San Juan, solsticio de verano

Por Negraflor @NegraFlor_Blog

La noche del fuego

Esta noche se celebra la verbena de San Juan.  Se dice que la tradición de encender hogueras en esa noche está relacionada con la celebración del solsticio de verano, cuyo objetivo era encender hogueras para darle más vitalidad al sol, en ese momento en que los días empezaban a hacerse más cortos hasta la llegada del solsticio de invierno.

La proximidad de la verbena de San Juan trae, inevitablemente, la pólvora de los petardos -por lo menos aquí en Catalunya-. Recuerdo que, de pequeña, cuando vivía en una urbanización muy chiquitita, donde todos los vecinos de la calle nos conocíamos, los padres preparaban la hoguera, las madres preparaban los platos, se montaba una mesa larguísima en la calle y cenábamos todos juntos. Después de la cena, se encendía la hoguera, sonaba que algún disc jockey amateur se dedicaba a poner, y nos pasábamos en la calle mientras el cuerpo resistía. Recuerdo aquella época con mucho cariño. Mi verano azul particular.

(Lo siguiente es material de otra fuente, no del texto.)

//! Fingerprint store: one plain-text stamp per formatted file, holding the hex blake3 digest
//! of the file as it was right after its last successful format.

use anyhow::{Context, Result};
use std::fs;
use std::path::{Path, PathBuf};

use crate::engine::hashing::{digest_from_hex, digest_to_hex, hash_file};
use crate::engine::tools::{path_relative_to, path_to_key_string};
use crate::utils::config::StampConsts;

/// Why a file was selected for formatting.
#[derive(Clone, Copy, Debug, PartialEq, Eq)]
pub enum ChangeReason {
    NoRecord,
    RecordUnreadable,
    HashFailed,
    ContentChanged,
}

/// Outcome of comparing a file against its stamp.
#[derive(Clone, Copy, Debug, PartialEq, Eq)]
pub enum Decision {
    Unchanged,
    NeedsFormatting(ChangeReason),
}

impl Decision {
    pub fn needs_formatting(&self) -> bool {
        matches!(self, Decision::NeedsFormatting(_))
    }
}

/// Stamps for files under `root`, stored flat in `dir`.
#[derive(Clone, Debug)]
pub struct StampStore {
    root: PathBuf,
    dir: PathBuf,
}

impl StampStore {
    pub fn new(root: &Path, dir: &Path) -> Self {
        Self {
            root: root.to_path_buf(),
            dir: dir.to_path_buf(),
        }
    }

    pub fn dir(&self) -> &Path {
        &self.dir
    }

    /// Record file name for `file`: hash of the root-relative path plus a readable copy of the
    /// file name. Paths outside the root fall back to the full path.
    pub fn key_for(&self, file: &Path) -> String {
        let rel = path_relative_to(file, &self.root).unwrap_or_else(|| file.to_path_buf());
        let rel_hash = blake3::hash(path_to_key_string(&rel).as_bytes()).to_hex();
        let name = file
            .file_name()
            .map(|n| sanitize_name(&n.to_string_lossy()))
            .unwrap_or_default();
        format!(
            "{}-{}.{}",
            &rel_hash.as_str()[..StampConsts::KEY_HEX_LEN],
            name,
            StampConsts::EXTENSION
        )
    }

    pub fn record_path(&self, file: &Path) -> PathBuf {
        self.dir.join(self.key_for(file))
    }

    /// Compare the file's current digest to its stamp. Any failure along the way means
    /// "needs formatting".
    pub fn needs_formatting(&self, file: &Path) -> Decision {
        let record = self.record_path(file);
        let stored = match fs::read_to_string(&record) {
            Ok(s) => digest_from_hex(&s),
            Err(e) if e.kind() == std::io::ErrorKind::NotFound => {
                return Decision::NeedsFormatting(ChangeReason::NoRecord);
            }
            Err(e) => {
                log::debug!("Cannot read stamp {}: {}", record.display(), e);
                return Decision::NeedsFormatting(ChangeReason::RecordUnreadable);
            }
        };
        let Some(stored) = stored else {
            log::debug!("Malformed stamp {}", record.display());
            return Decision::NeedsFormatting(ChangeReason::RecordUnreadable);
        };
        match hash_file(file) {
            Ok(current) if current == stored => Decision::Unchanged,
            Ok(_) => Decision::NeedsFormatting(ChangeReason::ContentChanged),
            Err(e) => {
                log::warn!(
                    "Cannot hash {}, assuming changed: {}",
                    file.display(),
                    e
                );
                Decision::NeedsFormatting(ChangeReason::HashFailed)
            }
        }
    }

    /// Persist `digest` as the stamp for `file`. Writes a temp sibling and renames it over the record.
    pub fn record_success(&self, file: &Path, digest: &[u8; 32]) -> Result<()> {
        fs::create_dir_all(&self.dir)
            .with_context(|| format!("create stamp directory {}", self.dir.display()))?;
        let record = self.record_path(file);
        let tmp = record.with_extension(format!("{}.tmp", StampConsts::EXTENSION));
        fs::write(&tmp, digest_to_hex(digest))
            .with_context(|| format!("write stamp {}", tmp.display()))?;
        fs::rename(&tmp, &record).with_context(|| {
            format!(
                "rename stamp into place ({} -> {})",
                tmp.display(),
                record.display()
            )
        })?;
        Ok(())
    }
}

/// Keep `[A-Za-z0-9._-]`, replace the rest with `_`, cap the length.
fn sanitize_name(name: &str) -> String {
    name.chars()
        .map(|c| {
            if c.is_ascii_alphanumeric() || matches!(c, '.' | '_' | '-') {
                c
            } else {
                '_'
            }
        })
        .take(StampConsts::MAX_NAME_LEN)
        .collect()
}
//! Runs the stampfmt binary and checks what it prints and leaves behind.
#![cfg(unix)]

use std::fs;
use std::path::Path;
use std::process::{Command, Output};

fn run_stampfmt(dir: &Path, args: &[&str]) -> Output {
    Command::new(env!("CARGO_BIN_EXE_stampfmt"))
        .arg(dir)
        .args(args)
        .env_remove("RUST_LOG")
        .output()
        .unwrap()
}

#[test]
fn test_config_file_warnings_reach_stderr() {
    let dir = tempfile::tempdir().unwrap();
    fs::write(
        dir.path().join(".stampfmt.toml"),
        "[settings]\nformatter = \"/bin/sh\"\nconcurrency = \"lots\"\n",
    )
    .unwrap();

    let out = run_stampfmt(dir.path(), &[]);
    let stderr = String::from_utf8_lossy(&out.stderr);
    assert!(out.status.success(), "stderr: {stderr}");
    assert!(stderr.contains("invalid concurrency 'lots'"), "stderr: {stderr}");
    assert!(stderr.contains("0 of 0 files have been reformatted"));
}

#[test]
fn test_unparsable_config_file_is_reported() {
    let dir = tempfile::tempdir().unwrap();
    fs::write(dir.path().join(".stampfmt.toml"), "[settings\nformatter = ").unwrap();

    let out = run_stampfmt(dir.path(), &["-f", "/bin/sh"]);
    let stderr = String::from_utf8_lossy(&out.stderr);
    assert!(out.status.success(), "stderr: {stderr}");
    assert!(stderr.contains(".stampfmt.toml"), "stderr: {stderr}");
}

#[test]
fn test_dry_run_with_session_leaves_no_stamp_dir() {
    let dir = tempfile::tempdir().unwrap();
    fs::write(dir.path().join("a.cpp"), "int a;\n").unwrap();

    let out = run_stampfmt(
        dir.path(),
        &["-f", "/bin/sh", "--session", "build-1", "--dry-run"],
    );
    let stderr = String::from_utf8_lossy(&out.stderr);
    assert!(out.status.success(), "stderr: {stderr}");
    assert!(stderr.contains("Would format"), "stderr: {stderr}");
    assert!(!dir.path().join(".stampfmt").exists());
}
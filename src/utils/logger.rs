use colored::Colorize;
use env_logger::Builder;
use log::{Level, LevelFilter};
use std::io::Write;

/// Initialise env_logger. Safe to call more than once; later calls only change the level.
pub fn setup_logging(verbose: bool) {
    let _ = Builder::from_default_env()
        .filter_level(LevelFilter::Warn) // Default: only warnings from dependencies
        .filter_module(env!("CARGO_PKG_NAME"), LevelFilter::Debug) // Capped by set_verbose
        .format(|buf, record| {
            let name = env!("CARGO_PKG_NAME");
            let line = match record.level() {
                Level::Error | Level::Warn => {
                    let level_str = match record.level() {
                        Level::Warn => "WARN".yellow(),
                        Level::Error => "ERROR".red(),
                        _ => unreachable!(),
                    };
                    let path = record.target().to_string().white();
                    format!("[{} {} {}] {}", name.cyan(), level_str, path, record.args())
                }
                _ => format!("[{}] {}", name.cyan(), record.args()),
            };
            writeln!(buf, "{}", line)
        })
        .try_init();
    set_verbose(verbose);
}

/// Switch between Info and Debug after the logger is installed (e.g. once the config file is read).
pub fn set_verbose(verbose: bool) {
    log::set_max_level(if verbose {
        LevelFilter::Debug
    } else {
        LevelFilter::Info
    });
}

Me mudé a la ciudad en la preadolescencia, y mi celebración de San Juan, del solsticio, cambió. Cena en casa con mamá, y luego venían mis amigüitas del cole a buscarme, quedábamos con la pandi, y salíamos a tirar petardos, a pesar del pánico que me daban. No lo pasaba nada bien, la verdad. Pero con doce y trece años, una está más preocupada por agradar, por encajar, que por otra cosa. Así que, ¿cómo iba a decir yo que prefería quedarme encerrada en mi casa, huyendo del ruido y la pólvora? No procedía. Y por aquel entonces, mi necesidad de ser aceptada por el grupo era… dejémoslo en que era imperiosa.

Entré en la adolescencia, y mi “rito” de celebración del solsticio volvió a cambiar. Cena rápida sola en casa (por lo general. Mamá también tenía vida, y salía con las amigas), emperifollarse para la ocasión… y a quemar la noche bailando en alguna macrofiesta atestada de gente. Tenía que salir. Era joven (muy joven) y no existía otra forma de divertirse que no fuera bailando desaforadamente toda la noche hasta que nos echaran de la discoteca. Era agotador. Llegaba a casa rendida, y me pasaba todo el día siguiente durmiendo hasta las tantas, para levantarme de la cama a la hora de la sobremesa, me arrastraba cual espectro hasta el comedor, a comer algo (si es que había algo preparado) y reptaba hasta el sofá, donde dormitaba de nuevo hasta la noche… porque si era fin de semana había que volver a salir.

Pero de todo se cansa una. Bueno, no es que una se canse, es que una se echa novio, y entonces empiezan las celebraciones en parejita, cenando de tranquis en algún restaurante-no-demasiado-caro con más parejitas en la misma situación (o sea, empezando, y sin una casa en la que hacer este tipo de cosas); después, una copichuela en algún bar tranquilo, o en algún chiringuito en la playa (en el menos masificado por supuesto); y a dormir a casita a eso de las dos y media o las tres de la madrugada, así el día siguiente se puede aprovechar mínimamente.

Y el summum es cuando tienes tu hogar, tu refugio. Ahí ya te organizas como quieres, te aíslas del mundanal ruido de los petardos, invitas a tus amigos a cenar, y te pasas la noche charlando, bromeando, quizás jugando a algún juego de mesa divertido, bebiendo…

Y mientras tú creces, y evolucionas, el solsticio de verano, la verbena de San Juan, se sigue celebrando, un año tras otro, inexorablemente. Seguirá celebrándose el cambio de las estaciones, seguirán encendiéndose hogueras. Seguirá el fuego siendo fuente de purificación para quien lo necesite.